* [Dataset records]:
mod clean;
mod dataset;
mod db;
mod export;
mod lexicon;
mod metrics;
mod settings;
mod stemmer;

use std::path::PathBuf;
use std::time::Instant;

use clap::{Parser, Subcommand};
use tracing::{info, warn};

use clean::{clean_title, Cleaner};
use lexicon::Lexicon;
use metrics::{new_run_id, RunTracker};
use settings::Settings;
use stemmer::IndonesianStemmer;

#[derive(Parser)]
#[command(name = "hoax_corpus", about = "Labeled Indonesian hoax/fact news corpus builder")]
struct Cli {
    #[command(subcommand)]
    command: Commands,
}

#[derive(Subcommand)]
enum Commands {
    /// Clean, label, merge and shuffle every scraped source into one dataset
    Build {
        /// Directory holding the scraper CSV exports
        #[arg(short, long)]
        data_dir: Option<PathBuf>,
        /// Combined CSV output
        #[arg(short, long)]
        output: Option<PathBuf>,
        /// SQLite copy of the dataset and run statistics
        #[arg(long)]
        db: Option<PathBuf>,
    },
    /// Show statistics of the last build
    Stats {
        #[arg(long)]
        db: Option<PathBuf>,
    },
    /// Print the cleaned form of a single text
    Preview {
        /// Treat the text as a headline
        #[arg(long)]
        title: bool,
        text: String,
    },
}

fn main() -> anyhow::Result<()> {
    tracing_subscriber::fmt()
        .with_env_filter(
            tracing_subscriber::EnvFilter::try_from_default_env()
                .unwrap_or_else(|_| "info".into()),
        )
        .init();

    let t0 = Instant::now();
    let cli = Cli::parse();
    let settings = Settings::load()?;
    info!(settings = ?settings, "settings loaded");

    let stemmer = IndonesianStemmer;
    let cleaner = Cleaner::new(Lexicon::global(), &stemmer);

    match cli.command {
        Commands::Build {
            data_dir,
            output,
            db,
        } => {
            let data_dir = data_dir.unwrap_or(settings.data_dir);
            let output = output.unwrap_or(settings.output_csv);
            let db_path = db.unwrap_or(settings.db_path);

            println!(
                "Building corpus from {} source files in {}",
                dataset::SOURCE_FILES.len(),
                data_dir.display()
            );
            let mut tracker = RunTracker::new(new_run_id());
            let ds = dataset::assemble(
                &data_dir,
                dataset::SOURCE_FILES,
                dataset::SHUFFLE_SEED,
                &cleaner,
                &mut tracker,
            )?;

            if ds.is_empty() {
                warn!("no rows survived cleaning");
            }
            export::write_csv(&ds, &output)?;

            let conn = db::connect(&db_path)?;
            db::init_schema(&conn)?;
            db::save_dataset(&conn, tracker.run_id(), &ds)?;
            tracker.persist(&conn)?;

            print_sources(tracker.sources());
            let hoax = ds.records.iter().filter(|r| r.label == 1).count();
            println!(
                "\nTotal data: {} ({} hoax, {} fact) -> {}",
                ds.len(),
                hoax,
                ds.len() - hoax,
                output.display()
            );
            for r in ds.records.iter().take(5) {
                println!("  [{}] {}", r.label, truncate(&r.clean_title, 72));
            }
        }
        Commands::Stats { db } => {
            let db_path = db.unwrap_or(settings.db_path);
            let conn = db::connect(&db_path)?;
            db::init_schema(&conn)?;
            let Some(run_id) = db::latest_run(&conn)? else {
                println!("No builds recorded. Run 'build' first.");
                return Ok(());
            };
            println!("Run: {}", run_id);
            print_sources(&db::fetch_source_stats(&conn, &run_id)?);
            let c = db::label_counts(&conn)?;
            println!("\nRows:  {}", c.total);
            println!("Hoax:  {}", c.hoax);
            println!("Fact:  {}", c.fact);
        }
        Commands::Preview { title, text } => {
            if title {
                println!("{}", clean_title(&text));
            } else {
                println!("{}", cleaner.clean_body(&text));
            }
        }
    }

    let elapsed = t0.elapsed();
    if elapsed.as_secs() >= 1 {
        println!("\nDone in {}", format_duration(elapsed));
    }
    Ok(())
}

fn print_sources(sources: &[metrics::SourceStats]) {
    println!(
        "{:<28} | {:>6} | {:>7} | {:>5} | {:>5} | {:>4} | {:>4}",
        "Source", "Loaded", "Missing", "Weird", "Kept", "Hoax", "Fact"
    );
    println!("{}", "-".repeat(80));
    for s in sources {
        println!(
            "{:<28} | {:>6} | {:>7} | {:>5} | {:>5} | {:>4} | {:>4}",
            truncate(&s.source, 28),
            s.loaded,
            s.dropped_missing,
            s.dropped_weird,
            s.kept,
            s.hoax,
            s.fact()
        );
    }
}

fn truncate(s: &str, max: usize) -> String {
    if s.chars().count() <= max {
        s.to_string()
    } else {
        let truncated: String = s.chars().take(max).collect();
        format!("{}...", truncated)
    }
}

fn format_duration(d: std::time::Duration) -> String {
    let secs = d.as_secs();
    if secs < 60 {
        format!("{:.1}s", d.as_secs_f64())
    } else if secs < 3600 {
        format!("{}m {}s", secs / 60, secs % 60)
    } else {
        format!("{}h {}m {}s", secs / 3600, (secs % 3600) / 60, secs % 60)
    }
}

* [What you are asked to do]: Extract the whole listing, character for character.

* [Response]:
mod clean;
mod dataset;
mod db;
mod export;
mod lexicon;
mod metrics;
mod settings;
mod stemmer;

use std::path::PathBuf;
use std::time::Instant;

use clap::{Parser, Subcommand};
use tracing::{info, warn};

use clean::{clean_title, Cleaner};
use lexicon::Lexicon;
use metrics::{new_run_id, RunTracker};
use settings::Settings;
use stemmer::IndonesianStemmer;

#[derive(Parser)]
#[command(name = "hoax_corpus", about = "Labeled Indonesian hoax/fact news corpus builder")]
struct Cli {
    #[command(subcommand)]
    command: Commands,
}

#[derive(Subcommand)]
enum Commands {
    /// Clean, label, merge and shuffle every scraped source into one dataset
    Build {
        /// Directory holding the scraper CSV exports
        #[arg(short, long)]
        data_dir: Option<PathBuf>,
        /// Combined CSV output
        #[arg(short, long)]
        output: Option<PathBuf>,
        /// SQLite copy of the dataset and run statistics
        #[arg(long)]
        db: Option<PathBuf>,
    },
    /// Show statistics of the last build
    Stats {
        #[arg(long)]
        db: Option<PathBuf>,
    },
    /// Print the cleaned form of a single text
    Preview {
        /// Treat the text as a headline
        #[arg(long)]
        title: bool,
        text: String,
    },
}

fn main() -> anyhow::Result<()> {
    tracing_subscriber::fmt()
        .with_env_filter(
            tracing_subscriber::EnvFilter::try_from_default_env()
                .unwrap_or_else(|_| "info".into()),
        )
        .init();

    let t0 = Instant::now();
    let cli = Cli::parse();
    let settings = Settings::load()?;
    info!(settings = ?settings, "settings loaded");

    let stemmer = IndonesianStemmer;
    let cleaner = Cleaner::new(Lexicon::global(), &stemmer);

    match cli.command {
        Commands::Build {
            data_dir,
            output,
            db,
        } => {
            let data_dir = data_dir.unwrap_or(settings.data_dir);
            let output = output.unwrap_or(settings.output_csv);
            let db_path = db.unwrap_or(settings.db_path);

            println!(
                "Building corpus from {} source files in {}",
                dataset::SOURCE_FILES.len(),
                data_dir.display()
            );
            let mut tracker = RunTracker::new(new_run_id());
            let ds = dataset::assemble(
                &data_dir,
                dataset::SOURCE_FILES,
                dataset::SHUFFLE_SEED,
                &cleaner,
                &mut tracker,
            )?;

            if ds.is_empty() {
                warn!("no rows survived cleaning");
            }
            export::write_csv(&ds, &output)?;

            let conn = db::connect(&db_path)?;
            db::init_schema(&conn)?;
            db::save_dataset(&conn, tracker.run_id(), &ds)?;
            tracker.persist(&conn)?;

            print_sources(tracker.sources());
            let hoax = ds.records.iter().filter(|r| r.label == 1).count();
            println!(
                "\nTotal data: {} ({} hoax, {} fact) -> {}",
                ds.len(),
                hoax,
                ds.len() - hoax,
                output.display()
            );
            for r in ds.records.iter().take(5) {
                println!("  [{}] {}", r.label, truncate(&r.clean_title, 72));
            }
        }
        Commands::Stats { db } => {
            let db_path = db.unwrap_or(settings.db_path);
            let conn = db::connect(&db_path)?;
            db::init_schema(&conn)?;
            let Some(run_id) = db::latest_run(&conn)? else {
                println!("No builds recorded. Run 'build' first.");
                return Ok(());
            };
            println!("Run: {}", run_id);
            print_sources(&db::fetch_source_stats(&conn, &run_id)?);
            let c = db::label_counts(&conn)?;
            println!("\nRows:  {}", c.total);
            println!("Hoax:  {}", c.hoax);
            println!("Fact:  {}", c.fact);
        }
        Commands::Preview { title, text } => {
            if title {
                println!("{}", clean_title(&text));
            } else {
                println!("{}", cleaner.clean_body(&text));
            }
        }
    }

    let elapsed = t0.elapsed();
    if elapsed.as_secs() >= 1 {
        println!("\nDone in {}", format_duration(elapsed));
    }
    Ok(())
}

fn print_sources(sources: &[metrics::SourceStats]) {
    println!(
        "{:<28} | {:>6} | {:>7} | {:>5} | {:>5} | {:>4} | {:>4}",
        "Source", "Loaded", "Missing", "Weird", "Kept", "Hoax", "Fact"
    );
    println!("{}", "-".repeat(80));
    for s in sources {
        println!(
            "{:<28} | {:>6} | {:>7} | {:>5} | {:>5} | {:>4} | {:>4}",
            truncate(&s.source, 28),
            s.loaded,
            s.dropped_missing,
            s.dropped_weird,
            s.kept,
            s.hoax,
            s.fact()
        );
    }
}

fn truncate(s: &str, max: usize) -> String {
    if s.chars().count() <= max {
        s.to_string()
    } else {
        let truncated: String = s.chars().take(max).collect();
        format!("{}...", truncated)
    }
}

fn format_duration(d: std::time::Duration) -> String {
    let secs = d.as_secs();
    if secs < 60 {
        format!("{:.1}s", d.as_secs_f64())
    } else if secs < 3600 {
        format!("{}m {}s", secs / 60, secs % 60)
    } else {
        format!("{}h {}m {}s", secs / 3600, (secs % 3600) / 60, secs % 60)
    }
}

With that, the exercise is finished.